Otago Skink

Oligosoma otagense


Central Otago, New Zealand


Rocky schist outcrops, bluffs, and rocky gorges in shrublands and tussock grassland


Insects and other invertebrates, fleshy fruits and berries, and sometimes other lizards


Up to 14 months


Around 16-20 years in the wild; Up to 40 years in captivity


Feral cats, weasels, stoats, ferrets, potentially hedgehogs

Conservation Status:



This large and very rare species of lizard is endemic to New Zealand. Some can grow up to 30cms long!

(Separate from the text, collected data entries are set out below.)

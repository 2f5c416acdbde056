//! Per-segment variables
//!
//! Reduces property rasters over each segment's catchment (or over its own
//! pixels) to one value per segment. NoData and NaN pixels are skipped, and
//! a segment with no valid pixel gets NaN so batch runs never abort on
//! missing data.
//!
//! Unit-sensitive variables take a [`UnitFactors`] and use its values as
//! plain multipliers.

mod confinement;
mod named;

use serde::{Deserialize, Serialize};
use streamnet_core::raster::{Raster, RasterElement};
use streamnet_core::{Error, Result, UnitService};

use crate::network::{Network, SegmentId};

pub use confinement::ConfinementParams;

/// Reduction applied to the valid pixels of a scope
#[derive(Debug, Clone, Copy, PartialEq, Serialize, Deserialize)]
pub enum Statistic {
    Sum,
    Mean,
    Min,
    Max,
    Median,
    /// Population standard deviation
    StdDev,
    /// Population variance
    Variance,
    /// Number of valid pixels
    Count,
    /// Proportion of valid pixels strictly greater than the threshold
    FractionAbove(f64),
}

impl Statistic {
    /// Reduce `values`, returning NaN when there are none
    pub fn apply(self, values: &[f64]) -> f64 {
        if values.is_empty() {
            return f64::NAN;
        }
        let n = values.len() as f64;
        let sum: f64 = values.iter().sum();
        let mean = sum / n;
        let variance = || values.iter().map(|v| (v - mean) * (v - mean)).sum::<f64>() / n;

        match self {
            Statistic::Sum => sum,
            Statistic::Mean => mean,
            Statistic::Min => values.iter().copied().fold(f64::INFINITY, f64::min),
            Statistic::Max => values.iter().copied().fold(f64::NEG_INFINITY, f64::max),
            Statistic::Median => {
                let mut sorted = values.to_vec();
                sorted.sort_by(f64::total_cmp);
                let mid = sorted.len() / 2;
                if sorted.len() % 2 == 0 {
                    (sorted[mid - 1] + sorted[mid]) / 2.0
                } else {
                    sorted[mid]
                }
            }
            Statistic::StdDev => variance().sqrt(),
            Statistic::Variance => variance(),
            Statistic::Count => n,
            Statistic::FractionAbove(threshold) => {
                values.iter().filter(|&&v| v > threshold).count() as f64 / n
            }
        }
    }
}

/// Pixels a statistic is computed over
#[derive(Debug, Clone, Copy, PartialEq, Eq, Default, Serialize, Deserialize)]
pub enum Scope {
    /// Every pixel draining to the segment's outlet
    #[default]
    Catchment,
    /// The segment's own pixels
    Segment,
}

/// Numeric unit-conversion factors
#[derive(Debug, Clone, Copy, PartialEq, Serialize, Deserialize)]
#[serde(default)]
pub struct UnitFactors {
    /// Meters per CRS base unit (horizontal)
    pub meters_per_unit: f64,
    /// DEM vertical units per meter
    pub dem_per_m: f64,
}

impl Default for UnitFactors {
    fn default() -> Self {
        Self {
            meters_per_unit: 1.0,
            dem_per_m: 1.0,
        }
    }
}

impl UnitFactors {
    /// Horizontal factor for the network's CRS, evaluated at the grid's
    /// central y-coordinate
    pub fn from_network(network: &Network, units: &dyn UnitService, dem_per_m: f64) -> Result<Self> {
        let flow = network.flow();
        let crs = flow.crs().ok_or(Error::MissingCrs {
            operation: "derive unit factors",
        })?;
        let (_, min_y, _, max_y) = flow.transform().bounds(flow.rows(), flow.cols());
        let base_per_meter = units.base_per_meter(crs, (min_y + max_y) / 2.0)?;
        Ok(Self {
            meters_per_unit: 1.0 / base_per_meter,
            dem_per_m,
        })
    }

    /// Area of one pixel in square meters
    pub(crate) fn pixel_area_m2(&self, network: &Network) -> f64 {
        network.flow().transform().pixel_area() * self.meters_per_unit * self.meters_per_unit
    }
}

impl Network {
    /// Reduce a property raster over one segment's scope
    pub fn aggregate<T: RasterElement>(
        &self,
        id: SegmentId,
        raster: &Raster<T>,
        statistic: Statistic,
        scope: Scope,
    ) -> Result<f64> {
        raster.ensure_shape("property raster", self.flow().shape())?;
        let values = self.scope_values(id, raster, scope)?;
        Ok(statistic.apply(&values))
    }

    /// [`Network::aggregate`] for every live segment, in ID order
    pub fn aggregate_all<T: RasterElement>(
        &self,
        raster: &Raster<T>,
        statistic: Statistic,
        scope: Scope,
    ) -> Result<Vec<f64>> {
        raster.ensure_shape("property raster", self.flow().shape())?;
        self.ids()
            .into_iter()
            .map(|id| Ok(statistic.apply(&self.scope_values(id, raster, scope)?)))
            .collect()
    }

    /// Pixels of a segment's scope, as (row, col)
    pub(crate) fn scope_pixels(&self, id: SegmentId, scope: Scope) -> Result<Vec<(usize, usize)>> {
        Ok(match scope {
            Scope::Catchment => self.catchment(id)?.coords().collect(),
            Scope::Segment => self.segment(id)?.pixels().to_vec(),
        })
    }

    fn scope_values<T: RasterElement>(&self, id: SegmentId, raster: &Raster<T>, scope: Scope) -> Result<Vec<f64>> {
        Ok(self
            .scope_pixels(id, scope)?
            .into_iter()
            .filter_map(|(row, col)| raster.valid_f64(row, col))
            .collect())
    }
}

Its distinctive black, yellow, and green markings allow it to hide amongst the mossy and lichen-covered rocks of its habitat. It is these unique markings that give the skink its Māori name ‘mokomoko’.

Otago skinks are omnivores, eating both plant and animal matter. Like many native reptiles in New Zealand, Otago skinks are viviparous. This means they don’t lay eggs, instead giving birth to fully-formed young. As soon as they are born, babies run off to find a sunny spot to warm up before looking for prey. They are diurnal, which means they are active during the day. As an ectothermic animal, Otago skinks rely on the sun for body heat. Unlike most reptiles in the world, these skinks are well suited to the cold climates of the South Island – Even happily sunbathing on snowy rocks!

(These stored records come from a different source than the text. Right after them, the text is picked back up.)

//! Raster element trait for generic cell values

use num_traits::{NumCast, Zero};
use std::fmt::Debug;

/// Trait for types that can be stored in a raster cell.
///
/// Every element converts to `f64` so that property rasters of any numeric
/// type can feed the variable engine.
pub trait RasterElement:
    Copy + Clone + Debug + PartialOrd + PartialEq + NumCast + Zero + Send + Sync + 'static
{
    /// Check if this value represents no-data
    fn is_nodata(&self, nodata: Option<Self>) -> bool;

    /// Convert self to f64
    fn to_f64(self) -> Option<f64> {
        NumCast::from(self)
    }
}

macro_rules! impl_raster_element_int {
    ($t:ty) => {
        impl RasterElement for $t {
            fn is_nodata(&self, nodata: Option<Self>) -> bool {
                nodata.is_some_and(|nd| *self == nd)
            }
        }
    };
}

macro_rules! impl_raster_element_float {
    ($t:ty) => {
        impl RasterElement for $t {
            fn is_nodata(&self, nodata: Option<Self>) -> bool {
                if self.is_nan() {
                    return true;
                }
                match nodata {
                    Some(nd) if nd.is_nan() => false,
                    Some(nd) => (self - nd).abs() < <$t>::EPSILON * 100.0,
                    None => false,
                }
            }
        }
    };
}

impl_raster_element_int!(i8);
impl_raster_element_int!(i16);
impl_raster_element_int!(i32);
impl_raster_element_int!(i64);
impl_raster_element_int!(u8);
impl_raster_element_int!(u16);
impl_raster_element_int!(u32);
impl_raster_element_int!(u64);
impl_raster_element_float!(f32);
impl_raster_element_float!(f64);

#[cfg(test)]
mod tests {
    use super::*;

    #[test]
    fn test_float_nan_is_always_nodata() {
        assert!(f64::NAN.is_nodata(None));
        assert!(f32::NAN.is_nodata(Some(-9999.0)));
        assert!(!1.0_f64.is_nodata(Some(f64::NAN)));
    }

    #[test]
    fn test_int_nodata() {
        assert!(0_u8.is_nodata(Some(0)));
        assert!(!0_u8.is_nodata(None));
        assert_eq!(7_u8.to_f64(), Some(7.0));
    }
}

Once widespread in the South Island, Otago skinks now only inhabit 8% of their former range. Their numbers are believed to have dropped by almost 90% in the last 100 years, likely due to habitat loss from farming and predation by introduced mammal predators. They are one of New Zealand’s rarest reptiles. Luckily, however, recent research and conservation efforts have reduced their chances of extinction.

At Hamilton Zoo:

We have two Otago Skink in our reptile area at the zoo. They can often be seen sunning themselves under their heat lamps in their enclosures.